Saved entries
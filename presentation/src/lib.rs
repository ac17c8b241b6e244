//! Presentation layer for model-swarm
//!
//! This crate contains CLI definitions, output formatters,
//! and progress reporters.

pub mod cli;
pub mod output;
pub mod progress;

// Re-export commonly used types
pub use cli::commands::{Cli, OutputFormat};
pub use output::console::ConsoleFormatter;
pub use output::formatter::OutputFormatter;
pub use progress::reporter::{ProgressReporter, SimpleProgress};
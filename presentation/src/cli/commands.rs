//! CLI command definitions

use clap::{Parser, ValueEnum};
use std::path::PathBuf;
use swarm_domain::SwarmConfigOverride;

/// Output format for swarm results
#[derive(Debug, Clone, Copy, PartialEq, Eq, ValueEnum)]
pub enum OutputFormat {
    /// Answer with agreement, reliability and responder distribution
    Full,
    /// Only the answer text
    Text,
    /// JSON output
    Json,
}

impl From<swarm_domain::OutputFormat> for OutputFormat {
    fn from(format: swarm_domain::OutputFormat) -> Self {
        match format {
            swarm_domain::OutputFormat::Full => OutputFormat::Full,
            swarm_domain::OutputFormat::Text => OutputFormat::Text,
            swarm_domain::OutputFormat::Json => OutputFormat::Json,
        }
    }
}

/// CLI arguments for model-swarm
#[derive(Parser, Debug)]
#[command(name = "model-swarm")]
#[command(author, version, about = "Model Swarm - Ask several responders and reconcile their answers")]
#[command(long_about = r#"
Model Swarm sends one input to several AI responders at once and reconciles
their answers into a single result.

The process:
1. Selection: The cheapest and fastest responders able to run the task are chosen
2. Dispatch: Every selected responder is asked in parallel, each with its own timeout
3. Consensus: Similar answers are grouped; the best group wins if enough responders agree,
   otherwise the single most confident answer is used

Configuration files are loaded from (in priority order):
1. SWARM_* environment variables
2. --config <path>     Explicit config file
3. ./swarm.toml        Project-level config
4. ~/.config/model-swarm/config.toml   Global config

Example:
  model-swarm text_generation "Explain ownership in Rust"
  model-swarm --min-responders 2 --threshold 0.8 text_generation "What is a monad?"
  model-swarm -o json analysis "Summarize the release notes"
"#)]
pub struct Cli {
    /// Name of a registered task (e.g. text_generation)
    pub task: Option<String>,

    /// Input handed to every selected responder
    pub input: Option<String>,

    /// Fewest responders to dispatch to
    #[arg(long, value_name = "N")]
    pub min_responders: Option<usize>,

    /// Most responders to dispatch to
    #[arg(long, value_name = "N")]
    pub max_responders: Option<usize>,

    /// Share of successful responders that must agree, in (0, 1]
    #[arg(long, value_name = "RATIO")]
    pub threshold: Option<f64>,

    /// Per-responder timeout in milliseconds
    #[arg(long, value_name = "MS")]
    pub timeout_ms: Option<u64>,

    /// Confidence reported by the simulated responders
    #[arg(long, value_name = "RATIO")]
    pub confidence: Option<f64>,

    /// Output format (defaults to the config file setting, then full)
    #[arg(short, long, value_enum)]
    pub output: Option<OutputFormat>,

    /// Verbosity level (-v = info, -vv = debug, -vvv = trace)
    #[arg(short, long, action = clap::ArgAction::Count)]
    pub verbose: u8,

    /// Suppress progress indicators
    #[arg(short, long)]
    pub quiet: bool,

    /// Path to configuration file
    #[arg(long, value_name = "PATH")]
    pub config: Option<PathBuf>,

    /// Disable loading of configuration files
    #[arg(long)]
    pub no_config: bool,

    /// Show configuration file locations and exit
    #[arg(long)]
    pub show_config: bool,
}

impl Cli {
    /// Per-call settings given on the command line
    pub fn swarm_override(&self) -> Option<SwarmConfigOverride> {
        let overrides = SwarmConfigOverride {
            min_responders: self.min_responders,
            max_responders: self.max_responders,
            agreement_threshold: self.threshold,
            default_timeout_ms: self.timeout_ms,
        };
        (!overrides.is_empty()).then_some(overrides)
    }
}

PROBLEM
Please copy exactly, and only, the lines from the line containing "the command line" through the last line of the records, with both ends included.

REPLY
    /// Per-call settings given on the command line
    pub fn swarm_override(&self) -> Option<SwarmConfigOverride> {
        let overrides = SwarmConfigOverride {
            min_responders: self.min_responders,
            max_responders: self.max_responders,
            agreement_threshold: self.threshold,
            default_timeout_ms: self.timeout_ms,
        };
        (!overrides.is_empty()).then_some(overrides)
    }
}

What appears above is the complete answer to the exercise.